▶ _Your task_: Repeat precisely the span of lines below that opens with the line containing "of the handlers" and closes with the line containing "the ops router", both included.

▶ _Information provided_:
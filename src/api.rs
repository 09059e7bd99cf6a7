//! Ops HTTP Surface
//!
//! Endpoints:
//! - GET  /health          - Service and per-network status
//! - GET  /api/currencies  - Ready currencies grouped by symbol
//! - POST /api/addresses   - Issue (or look up) a deposit address
//! - GET  /ws/events       - WebSocket stream of every engine event

use axum::{
    extract::{
        ws::{Message, WebSocket, WebSocketUpgrade},
        State,
    },
    http::StatusCode,
    response::{IntoResponse, Response},
    routing::{get, post},
    Json, Router,
};
use futures_util::{SinkExt, StreamExt};
use serde::Deserialize;
use serde_json::json;
use std::sync::Arc;
use tokio::sync::broadcast::error::RecvError;
use tower_http::cors::{Any, CorsLayer};
use tracing::{info, warn};

use crate::common::error::EngineError;
use crate::registry::{Registry, RegistryError};

/// Shared state of the handlers
#[derive(Clone)]
pub struct ApiState {
    pub registry: Arc<Registry>,
}

#[derive(Debug, Deserialize)]
pub struct IssueAddressRequest {
    pub coin: String,
    pub uhash: String,
}

/// Build the ops router
pub fn create_router(registry: Arc<Registry>) -> Router {
    let state = ApiState { registry };

    let cors = CorsLayer::new()
        .allow_origin(Any)
        .allow_methods(Any)
        .allow_headers(Any);

    Router::new()
        .route("/health", get(handle_health))
        .route("/api/currencies", get(handle_currencies))
        .route("/api/addresses", post(handle_issue_address))
        .route("/ws/events", get(handle_events_ws))
        .layer(cors)
        .with_state(state)
}

/// Serve the ops surface until the listener fails
pub async fn serve(registry: Arc<Registry>, port: u16) -> Result<(), EngineError> {
    let addr = format!("0.0.0.0:{}", port);
    let listener = tokio::net::TcpListener::bind(&addr).await?;

    info!(target: "custody::system", %addr, "ops API listening");
    axum::serve(listener, create_router(registry)).await?;
    Ok(())
}

fn error_response(status: StatusCode, err: EngineError) -> Response {
    (
        status,
        Json(json!({
            "error": err.error_code(),
            "details": err.to_string(),
        })),
    )
        .into_response()
}

async fn handle_health(State(state): State<ApiState>) -> impl IntoResponse {
    let networks: Vec<_> = state
        .registry
        .networks()
        .iter()
        .filter_map(|network| state.registry.adapter(network))
        .map(|adapter| {
            json!({
                "network": adapter.network(),
                "ready": adapter.is_ready(),
                "height": adapter.last_height(),
            })
        })
        .collect();

    Json(json!({
        "status": "ok",
        "service": "custody-engine",
        "version": env!("CARGO_PKG_VERSION"),
        "networks": networks,
    }))
}

async fn handle_currencies(State(state): State<ApiState>) -> impl IntoResponse {
    Json(state.registry.catalog_by_symbol().await)
}

async fn handle_issue_address(
    State(state): State<ApiState>,
    Json(request): Json<IssueAddressRequest>,
) -> Response {
    if request.uhash.trim().is_empty() {
        return error_response(
            StatusCode::BAD_REQUEST,
            EngineError::validation("uhash must not be empty"),
        );
    }

    match state.registry.issue_address(&request.coin, request.uhash.trim()).await {
        Ok(issued) => (StatusCode::OK, Json(issued)).into_response(),
        Err(e) => {
            let status = match e {
                RegistryError::UnknownCoin(_) => StatusCode::NOT_FOUND,
                _ => StatusCode::INTERNAL_SERVER_ERROR,
            };
            error_response(status, e.into())
        }
    }
}

async fn handle_events_ws(ws: WebSocketUpgrade, State(state): State<ApiState>) -> Response {
    ws.on_upgrade(move |socket| stream_events(socket, state))
}

/// Forward every engine event to one client until either side hangs up
async fn stream_events(socket: WebSocket, state: ApiState) {
    let (mut sender, mut receiver) = socket.split();
    let mut rx = state.registry.events().subscribe();

    let send_task = tokio::spawn(async move {
        loop {
            let event = match rx.recv().await {
                Ok(event) => event,
                Err(RecvError::Lagged(skipped)) => {
                    warn!(target: "custody::system", skipped, "event stream client lagged");
                    continue;
                }
                Err(RecvError::Closed) => break,
            };

            let json = match serde_json::to_string(&event) {
                Ok(j) => j,
                Err(_) => continue,
            };

            if sender.send(Message::Text(json)).await.is_err() {
                break;
            }
        }
    });

    let recv_task = tokio::spawn(async move {
        while let Some(msg) = receiver.next().await {
            match msg {
                Ok(Message::Close(_)) => break,
                Err(_) => break,
                _ => {}
            }
        }
    });

    tokio::select! {
        _ = send_task => {},
        _ = recv_task => {},
    }
}
//! Chain Adapter
//!
//! One per configured network. Owns the currency catalog, the hot wallet
//! cell, the in-flight withdrawals and the two periodic loops. The family
//! only shows up through the `BlockSource`, the `FamilySender` and the
//! address encoding.

use std::sync::atomic::{AtomicBool, AtomicU64, Ordering};
use std::sync::Arc;
use std::time::Duration;
use tokio::sync::broadcast::error::RecvError;
use tokio::task::JoinHandle;
use tracing::{info, warn};

use super::destinations::SweepTargets;
use super::hot_wallet::{HotWallet, HotWalletCell};
use super::sender::{FamilySender, SendAmount, Submission, WithdrawalDriver, WithdrawalRequest};
use super::sweeper::{ConfirmationSweeper, SweepReport};
use super::watcher::BlockWatcher;
use super::{BlockSource, ChainError};
use crate::common::logging::log_chain_event;
use crate::events::{ControlMessage, EngineEvent, EventBus};
use crate::keys::{AddressEncoding, PrivateKey};
use crate::storage::{CustodyStore, StorageError};
use crate::types::{ChainFamily, CoinId, Currency, IssuedAddress, WalletRecord};

/// Static per-network settings
#[derive(Debug, Clone)]
pub struct AdapterSettings {
    pub network: String,
    pub family: ChainFamily,
    pub encoding: AddressEncoding,
    pub confirm_count: u64,
    pub poll_interval: Duration,
    pub sweep_interval: Duration,
}

pub struct ChainAdapter {
    settings: AdapterSettings,
    currencies: Vec<Currency>,
    source: Arc<dyn BlockSource>,
    store: Arc<dyn CustodyStore>,
    events: EventBus,
    hot_wallet: HotWalletCell,
    driver: Arc<WithdrawalDriver>,
    watcher: BlockWatcher,
    sweeper: ConfirmationSweeper,
    last_height: Arc<AtomicU64>,
    ready: AtomicBool,
}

▶ _Written solution_:
/// Shared state of the handlers
#[derive(Clone)]
pub struct ApiState {
    pub registry: Arc<Registry>,
}

#[derive(Debug, Deserialize)]
pub struct IssueAddressRequest {
    pub coin: String,
    pub uhash: String,
}

/// Build the ops router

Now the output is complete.